Eğitimdeki temel sorunların çözümü için verilen vaatler, nedense hep seçimden sonraya erteleniyor.
Bunun son örneği YÖK.
Güya YÖK yasası değiştirilip, YÖK ve üniversiteler yeniden yapılandırılacaktı.
Ama başka bir bahara kaldı.
Niye şimdi değil de seçimden sonra?
Meclis’te YÖK yasasının değişmesini istemeyen parti mi var ki!
Aslında diğer partilerin desteğine de gerek yok.
Ak Parti eğer isterse YÖK yasasını bin defa değiştirir ama değiştirmiyor.
Üstelik bu konuda yüzlerce defa söz verdiği halde!
Peki neden?
Çünkü onu da seçim malzemesi yapmak istiyor...
Neden referanduma götürülmedi?
Eğer gerçek anlamda 12 Eylül’ün izleri silinmek isteniyor olsaydı, YÖK yasasına yönelik Anayasa değişikliği de referanduma götürülebilirdi.
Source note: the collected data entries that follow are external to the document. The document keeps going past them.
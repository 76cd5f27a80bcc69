use serde::{Deserialize, Serialize};
use sqlx::FromRow;

use crate::types::Role;

#[derive(Debug, Clone, PartialEq, Serialize, Deserialize, FromRow)]
pub struct User {
    pub id: i32,
    pub username: String,
    pub email: String,
    #[serde(skip_serializing, default)]
    pub password_hash: String,
    pub is_admin: bool,
    pub is_verified: bool,
}

impl User {
    pub fn role(&self) -> Role {
        if self.is_admin {
            Role::Admin
        } else {
            Role::Agent
        }
    }
}

/// Insert payload; the password is already hashed by the caller
#[derive(Debug, Clone)]
pub struct NewUser {
    pub username: String,
    pub email: String,
    pub password_hash: String,
    pub is_admin: bool,
}

/// Agent profile, one per user
#[derive(Debug, Clone, PartialEq, Serialize, Deserialize, FromRow)]
pub struct UserProfile {
    pub id: i32,
    pub user_id: i32,
    pub full_name: String,
    pub phone: String,
    pub whatsapp: String,
    pub address: String,
    pub occupation: String,
    pub experience: bool,
    pub exp_description: Option<String>,
    pub initial_referrer: String,
    pub no_of_deal: i32,
    pub office: bool,
    pub office_address: Option<String>,
    pub student_country: String,
    pub student_destination_country: String,
    pub special_service: Option<String>,
    pub nid_passport_file: Option<String>,
}

#[derive(Debug, Clone, Deserialize)]
pub struct NewProfile {
    pub full_name: String,
    pub phone: String,
    pub whatsapp: String,
    pub address: String,
    pub occupation: String,
    pub experience: bool,
    #[serde(default)]
    pub exp_description: Option<String>,
    #[serde(alias = "initial_refffer")]
    pub initial_referrer: String,
    #[serde(default)]
    pub no_of_deal: i32,
    #[serde(default)]
    pub office: bool,
    #[serde(default)]
    pub office_address: Option<String>,
    pub student_country: String,
    pub student_destination_country: String,
    #[serde(default)]
    pub special_service: Option<String>,
}

#[derive(Debug, Clone, Default, Deserialize)]
pub struct ProfilePatch {
    pub full_name: Option<String>,
    pub phone: Option<String>,
    pub whatsapp: Option<String>,
    pub address: Option<String>,
    pub occupation: Option<String>,
    pub experience: Option<bool>,
    pub exp_description: Option<String>,
    #[serde(alias = "initial_refffer")]
    pub initial_referrer: Option<String>,
    pub no_of_deal: Option<i32>,
    pub office: Option<bool>,
    pub office_address: Option<String>,
    pub student_country: Option<String>,
    pub student_destination_country: Option<String>,
    pub special_service: Option<String>,
}

impl ProfilePatch {
    pub fn is_empty(&self) -> bool {
        self.full_name.is_none()
            && self.phone.is_none()
            && self.whatsapp.is_none()
            && self.address.is_none()
            && self.occupation.is_none()
            && self.experience.is_none()
            && self.exp_description.is_none()
            && self.initial_referrer.is_none()
            && self.no_of_deal.is_none()
            && self.office.is_none()
            && self.office_address.is_none()
            && self.student_country.is_none()
            && self.student_destination_country.is_none()
            && self.special_service.is_none()
    }

    pub fn apply(&self, profile: &mut UserProfile) {
        fn set<T: Clone>(target: &mut T, value: &Option<T>) {
            if let Some(v) = value {
                *target = v.clone();
            }
        }
        fn set_opt<T: Clone>(target: &mut Option<T>, value: &Option<T>) {
            if let Some(v) = value {
                *target = Some(v.clone());
            }
        }

        set(&mut profile.full_name, &self.full_name);
        set(&mut profile.phone, &self.phone);
        set(&mut profile.whatsapp, &self.whatsapp);
        set(&mut profile.address, &self.address);
        set(&mut profile.occupation, &self.occupation);
        set(&mut profile.experience, &self.experience);
        set_opt(&mut profile.exp_description, &self.exp_description);
        set(&mut profile.initial_referrer, &self.initial_referrer);
        set(&mut profile.no_of_deal, &self.no_of_deal);
        set(&mut profile.office, &self.office);
        set_opt(&mut profile.office_address, &self.office_address);
        set(&mut profile.student_country, &self.student_country);
        set(&mut profile.student_destination_country, &self.student_destination_country);
        set_opt(&mut profile.special_service, &self.special_service);
    }
}

#[cfg(test)]
mod tests {
    use super::*;

    #[test]
    fn password_hash_never_serializes() {
        let user = User {
            id: 7,
            username: "agent7".to_string(),
            email: "agent7@example.com".to_string(),
            password_hash: "$2b$12$secret".to_string(),
            is_admin: false,
            is_verified: true,
        };
        let json = serde_json::to_value(&user).unwrap();
        assert!(json.get("password_hash").is_none());
        assert_eq!(user.role(), Role::Agent);
    }

    #[test]
    fn empty_profile_patch_is_detected() {
        let patch: ProfilePatch = serde_json::from_str("{}").unwrap();
        assert!(patch.is_empty());
        let patch: ProfilePatch = serde_json::from_str(r#"{"office": true}"#).unwrap();
        assert!(!patch.is_empty());
    }
}
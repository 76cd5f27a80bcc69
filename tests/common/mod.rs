#![allow(dead_code)]

use std::path::PathBuf;
use std::sync::Arc;

use anyhow::{Context, Result};
use axum::{
    body::{to_bytes, Body},
    http::{header, Method, Request, StatusCode},
    Router,
};
use serde_json::{json, Value};
use tower::ServiceExt;

use abroad_admission_api::auth::hash_password;
use abroad_admission_api::config::AppConfig;
use abroad_admission_api::database::models::{
    Country, Course, NewCountry, NewCourse, NewUniversity, NewUser, University, User,
};
use abroad_admission_api::database::{MemoryStore, Store};
use abroad_admission_api::types::UniversityType;
use abroad_admission_api::{app, AppState};

const BOUNDARY: &str = "X-ADMISSION-TEST-BOUNDARY";

/// In-process application over a fresh in-memory store
pub struct TestApp {
    pub router: Router,
    pub store: Arc<MemoryStore>,
    pub state: AppState,
    pub media_root: PathBuf,
}

/// One part of a multipart request body
pub enum Part<'a> {
    File {
        name: &'a str,
        file_name: &'a str,
        content_type: &'a str,
        data: &'a [u8],
    },
    Text {
        name: &'a str,
        value: &'a str,
    },
}

pub fn pdf<'a>(file_name: &'a str) -> Part<'a> {
    Part::File {
        name: "files",
        file_name,
        content_type: "application/pdf",
        data: b"%PDF-1.4 test",
    }
}

pub fn field_names(value: &str) -> Part<'_> {
    Part::Text {
        name: "field_names",
        value,
    }
}

impl TestApp {
    pub fn new() -> Self {
        let mut config = AppConfig::development();
        config.security.bcrypt_cost = 4;
        config.server.enable_request_logging = false;
        let media_root =
            std::env::temp_dir().join(format!("admission-it-{}", uuid::Uuid::new_v4()));
        config.media.root = media_root.to_string_lossy().into_owned();

        let store = Arc::new(MemoryStore::new());
        let shared: Arc<dyn Store> = store.clone();
        let state = AppState::new(&config, shared).expect("development config signs tokens");
        let router = app(state.clone(), &config);

        Self {
            router,
            store,
            state,
            media_root,
        }
    }

    pub async fn request(
        &self,
        method: Method,
        uri: &str,
        token: Option<&str>,
        body: Option<Value>,
    ) -> Result<(StatusCode, Value)> {
        let mut builder = Request::builder().method(method).uri(uri);
        if let Some(token) = token {
            builder = builder.header(header::AUTHORIZATION, format!("Bearer {}", token));
        }
        let request = match body {
            Some(body) => builder
                .header(header::CONTENT_TYPE, "application/json")
                .body(Body::from(serde_json::to_vec(&body)?))?,
            None => builder.body(Body::empty())?,
        };
        self.send(request).await
    }

    pub async fn get(&self, uri: &str, token: Option<&str>) -> Result<(StatusCode, Value)> {
        self.request(Method::GET, uri, token, None).await
    }

    pub async fn post(&self, uri: &str, token: Option<&str>, body: Value) -> Result<(StatusCode, Value)> {
        self.request(Method::POST, uri, token, Some(body)).await
    }

    pub async fn patch(&self, uri: &str, token: Option<&str>, body: Value) -> Result<(StatusCode, Value)> {
        self.request(Method::PATCH, uri, token, Some(body)).await
    }

    pub async fn delete(&self, uri: &str, token: Option<&str>) -> Result<(StatusCode, Value)> {
        self.request(Method::DELETE, uri, token, None).await
    }

    pub async fn multipart(
        &self,
        uri: &str,
        token: Option<&str>,
        parts: &[Part<'_>],
    ) -> Result<(StatusCode, Value)> {
        let mut body = Vec::new();
        for part in parts {
            body.extend_from_slice(format!("--{}\r\n", BOUNDARY).as_bytes());
            match part {
                Part::File {
                    name,
                    file_name,
                    content_type,
                    data,
                } => {
                    body.extend_from_slice(
                        format!(
                            "Content-Disposition: form-data; name=\"{}\"; filename=\"{}\"\r\nContent-Type: {}\r\n\r\n",
                            name, file_name, content_type
                        )
                        .as_bytes(),
                    );
                    body.extend_from_slice(data);
                }
                Part::Text { name, value } => {
                    body.extend_from_slice(
                        format!("Content-Disposition: form-data; name=\"{}\"\r\n\r\n{}", name, value)
                            .as_bytes(),
                    );
                }
            }
            body.extend_from_slice(b"\r\n");
        }
        body.extend_from_slice(format!("--{}--\r\n", BOUNDARY).as_bytes());

        let mut builder = Request::builder()
            .method(Method::POST)
            .uri(uri)
            .header(
                header::CONTENT_TYPE,
                format!("multipart/form-data; boundary={}", BOUNDARY),
            );
        if let Some(token) = token {
            builder = builder.header(header::AUTHORIZATION, format!("Bearer {}", token));
        }
        self.send(builder.body(Body::from(body))?).await
    }

    /// Raw response for non-JSON endpoints such as `/media`
    pub async fn get_raw(&self, uri: &str) -> Result<(StatusCode, Vec<u8>)> {
        let request = Request::builder().uri(uri).body(Body::empty())?;
        let response = self.router.clone().oneshot(request).await?;
        let status = response.status();
        let bytes = to_bytes(response.into_body(), usize::MAX).await?;
        Ok((status, bytes.to_vec()))
    }

    async fn send(&self, request: Request<Body>) -> Result<(StatusCode, Value)> {
        let response = self.router.clone().oneshot(request).await?;
        let status = response.status();
        let bytes = to_bytes(response.into_body(), usize::MAX).await?;
        let body = if bytes.is_empty() {
            Value::Null
        } else {
            serde_json::from_slice(&bytes)
                .with_context(|| format!("non-JSON body: {}", String::from_utf8_lossy(&bytes)))?
        };
        Ok((status, body))
    }

    pub async fn user(&self, username: &str, is_admin: bool, verified: bool) -> Result<User> {
        let user = self
            .store
            .create_user(NewUser {
                username: username.to_string(),
                email: format!("{}@example.com", username),
                password_hash: hash_password("pass-1234", 4)?,
                is_admin,
            })
            .await?;
        if verified {
            return Ok(self.store.set_user_verified(user.id, true).await?);
        }
        Ok(user)
    }

    pub fn token_for(&self, user: &User) -> Result<String> {
        Ok(self.state.tokens.issue(user)?)
    }

    pub async fn admin_token(&self) -> Result<String> {
        let admin = self.user("admin", true, true).await?;
        self.token_for(&admin)
    }

    /// A verified agent and their token
    pub async fn agent(&self, username: &str) -> Result<(User, String)> {
        let agent = self.user(username, false, true).await?;
        let token = self.token_for(&agent)?;
        Ok((agent, token))
    }

    pub async fn country(&self, name: &str) -> Result<Country> {
        Ok(self
            .store
            .create_country(NewCountry {
                name: name.to_string(),
                description: None,
            })
            .await?)
    }

    pub async fn university(&self, country: &Country, name: &str) -> Result<University> {
        Ok(self
            .store
            .create_university(NewUniversity {
                country_id: country.id,
                university_type: UniversityType::Public,
                name: name.to_string(),
                location: format!("{} campus", name),
                description: None,
            })
            .await?)
    }

    pub async fn course(&self, university: &University, name: &str) -> Result<Course> {
        Ok(self
            .store
            .create_course(NewCourse {
                university_id: university.id,
                name: name.to_string(),
                course_type: Some("Masters".to_string()),
                fee: Some(12_000),
                description: None,
            })
            .await?)
    }
}

impl Drop for TestApp {
    fn drop(&mut self) {
        let _ = std::fs::remove_dir_all(&self.media_root);
    }
}

/// Body of an agent application naming the given university slots
pub fn agent_application(universities: &[i32]) -> Value {
    json!({
        "first_name": "Nadia",
        "last_name": "Rahman",
        "email": "nadia@example.com",
        "phone": "+8801700000000",
        "passport_no": "BX0123456",
        "university_one_id": universities.first(),
        "university_two_id": universities.get(1),
        "university_three_id": universities.get(2),
    })
}
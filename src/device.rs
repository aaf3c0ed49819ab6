//! CC2500 Device Interface
//!
//! This module provides the register-level interface to a CC2500 behind its USB bridge.
//! The bridge understands three vendor requests:
//!
//! | request          | direction | payload                    |
//! |------------------|-----------|----------------------------|
//! | [`CMD_STROBE`]   | OUT       | `[opcode, params...]`      |
//! | [`CMD_WRITE`]    | OUT       | `[address, value...]`      |
//! | [`CMD_READ`]     | IN        | register contents; `wIndex` = address |
//!
//! The interface is built around the `Cc2500<T, D>` struct which wraps a [`Transport`]
//! and a delay provider and offers:
//! - Reading and writing typed registers
//! - Burst writes (the TX FIFO)
//! - Executing command strobes
//! - Applying register profiles
//!
//! # Example
//! ```no_run
//! # use cc25xx::{Cc2500, Channel, EnterRx, Error, Rssi, Transport};
//! # fn demo<T: Transport, D: embedded_hal::delay::DelayNs>(transport: T, delay: D) -> Result<(), Error> {
//! let mut radio = Cc2500::new(transport, delay);
//!
//! radio.write_register(Channel { number: 12 })?;
//! radio.execute_command(EnterRx)?;
//! let rssi: Rssi = radio.read_register()?;
//! # Ok(())
//! # }
//! ```

use alloc::vec::Vec;
use core::convert::Infallible;
use core::time::Duration;

use embedded_hal::delay::DelayNs;
use log::{debug, info};
use regiface::{ByteArray, Command, FromByteArray, ReadableRegister, ToByteArray, WritableRegister};

use crate::commands::Reset;
use crate::config::Timing;
use crate::error::Error;
use crate::profile::Profile;
use crate::registers::{Frequency, PartNumber, Version};
use crate::transport::{ControlSetup, Transport};

/// Vendor request carrying a command strobe.
pub const CMD_STROBE: u8 = 0x30;

/// Vendor request carrying a register write.
pub const CMD_WRITE: u8 = 0x40;

/// Vendor request reading a register.
pub const CMD_READ: u8 = 0x80;

/// Identity reported by the chip's status registers.
#[derive(Debug, Clone, Copy, PartialEq, Eq)]
#[cfg_attr(feature = "defmt", derive(defmt::Format))]
pub struct ChipInfo {
    pub part_number: u8,
    pub version: u8,
}

impl ChipInfo {
    /// A zero part number means nothing answered on the other side of the bridge.
    pub fn is_present(&self) -> bool {
        self.part_number != 0
    }
}

/// Main device interface for the CC2500.
///
/// Owns the transport exclusively; scanning, fuzzing and configuration are run one
/// at a time through `&mut self`.
pub struct Cc2500<T, D> {
    transport: T,
    delay: D,
    timing: Timing,
}

impl<T, D> Cc2500<T, D> {
    /// Creates a new device with default [`Timing`].
    pub fn new(transport: T, delay: D) -> Self {
        Self::with_timing(transport, delay, Timing::default())
    }

    /// Creates a new device with explicit delays and transfer timeout.
    pub fn with_timing(transport: T, delay: D, timing: Timing) -> Self {
        Self {
            transport,
            delay,
            timing,
        }
    }

    pub fn timing(&self) -> &Timing {
        &self.timing
    }

    /// Releases the transport and delay provider.
    pub fn release(self) -> (T, D) {
        (self.transport, self.delay)
    }
}

impl<T, D> Cc2500<T, D>
where
    T: Transport,
    D: DelayNs,
{
    /// Reads a register value from the device.
    ///
    /// # Errors
    /// * `Error::Transport` - the read request failed
    /// * `Error::ShortRead` - the bridge returned fewer bytes than the register holds
    /// * `Error::Deserialization` - the register contents could not be decoded
    pub fn read_register<R>(&mut self) -> Result<R, Error>
    where
        R: ReadableRegister<IdType = u8>,
    {
        let mut raw_value = R::Array::new();
        let expected = raw_value.as_ref().len();

        let actual = self.transport.control_in(
            ControlSetup::vendor_in(CMD_READ, 0, u16::from(R::id())),
            raw_value.as_mut(),
            self.timing.timeout,
        )?;
        if actual < expected {
            return Err(Error::ShortRead { expected, actual });
        }

        R::from_bytes(raw_value).map_err(|_| Error::Deserialization)
    }

    /// Writes a value to a device register.
    pub fn write_register<R>(&mut self, register: R) -> Result<(), Error>
    where
        R: WritableRegister<IdType = u8, Error = Infallible>,
    {
        let raw_value = register.to_bytes().unwrap_or_else(|never| match never {});
        self.write_burst(R::id(), raw_value.as_ref())
    }

    /// Writes a single register by address.
    pub fn write_raw(&mut self, address: u8, value: u8) -> Result<(), Error> {
        self.write_burst(address, &[value])
    }

    /// Writes `bytes` starting at `address`.
    ///
    /// For the TX FIFO every byte lands in the FIFO; for configuration registers the
    /// address auto-increments.
    pub fn write_burst(&mut self, address: u8, bytes: &[u8]) -> Result<(), Error> {
        let mut frame = Vec::with_capacity(bytes.len() + 1);
        frame.push(address);
        frame.extend_from_slice(bytes);

        self.transport.control_out(
            ControlSetup::vendor_out(CMD_WRITE, 0, 0),
            &frame,
            self.timing.timeout,
        )?;
        Ok(())
    }

    /// Executes a command strobe on the device.
    ///
    /// If the command defines response parameters they are read back with a
    /// [`CMD_READ`] request addressed at the strobe opcode.
    pub fn execute_command<C>(&mut self, command: C) -> Result<C::ResponseParameters, Error>
    where
        C: Command<IdType = u8>,
        C::CommandParameters: ToByteArray<Error = Infallible>,
    {
        let request = command
            .invoking_parameters()
            .to_bytes()
            .unwrap_or_else(|never| match never {});

        let mut frame = Vec::with_capacity(request.as_ref().len() + 1);
        frame.push(C::id());
        frame.extend_from_slice(request.as_ref());

        self.transport.control_out(
            ControlSetup::vendor_out(CMD_STROBE, 0, 0),
            &frame,
            self.timing.timeout,
        )?;

        let mut raw_response = <C::ResponseParameters as FromByteArray>::Array::new();
        if !raw_response.as_ref().is_empty() {
            self.transport.control_in(
                ControlSetup::vendor_in(CMD_READ, 0, u16::from(C::id())),
                raw_response.as_mut(),
                self.timing.timeout,
            )?;
        }

        C::ResponseParameters::from_bytes(raw_response).map_err(|_| Error::Deserialization)
    }

    /// Resets the chip and waits for it to come back.
    pub fn reset(&mut self) -> Result<(), Error> {
        self.execute_command(Reset)?;
        self.wait(self.timing.reset);
        Ok(())
    }

    /// Reads the part and version numbers.
    pub fn identify(&mut self) -> Result<ChipInfo, Error> {
        let part: PartNumber = self.read_register()?;
        let version: Version = self.read_register()?;

        let info = ChipInfo {
            part_number: part.value,
            version: version.value,
        };
        info!(
            "CC2500 part number 0x{:02X}, version 0x{:02X}",
            info.part_number, info.version
        );
        Ok(info)
    }

    /// Applies every write of `profile` in order.
    pub fn apply_profile(&mut self, profile: &Profile) -> Result<(), Error> {
        debug!("Applying {} profile", profile.name());
        for &(address, value) in profile.writes() {
            self.write_raw(address, value)?;
        }
        Ok(())
    }

    /// Programs the base frequency, in kHz.
    pub fn set_frequency(&mut self, khz: u32) -> Result<(), Error> {
        let frequency = Frequency::from_khz(khz);
        debug!(
            "Setting frequency to {} kHz (word 0x{:06X})",
            khz, frequency.word
        );
        self.write_register(frequency)
    }

    /// Blocks for `duration`.
    pub(crate) fn wait(&mut self, duration: Duration) {
        let micros = u32::try_from(duration.as_micros()).unwrap_or(u32::MAX);
        self.delay.delay_us(micros);
    }
}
Ama esamesi bile okunmadı.
Muhalefetin bu yöndeki istekleri de hep kulak ardı edildi.
Aslında Başbakan Erdoğan bu konuda samimiydi. Eğer Teziç takoz koymasaydı YÖK yasası, ta o zaman değişmişti. Ama görünen o ki dünden bugüne o köprülerin altından çok sular akmış!..
Özcan ne diyor?
YÖK Başkanı Prof. Dr. Yusuf Ziya Özcan, YÖK’teki yeniden yapılandırmanın genel seçimler sonrasında yapılacak Anayasa değişikliğine göre olacağını belirterek, YÖK’te bir komisyon kurulduğunu ve bu kapsamda çalışmaların başlatıldığını söyledi.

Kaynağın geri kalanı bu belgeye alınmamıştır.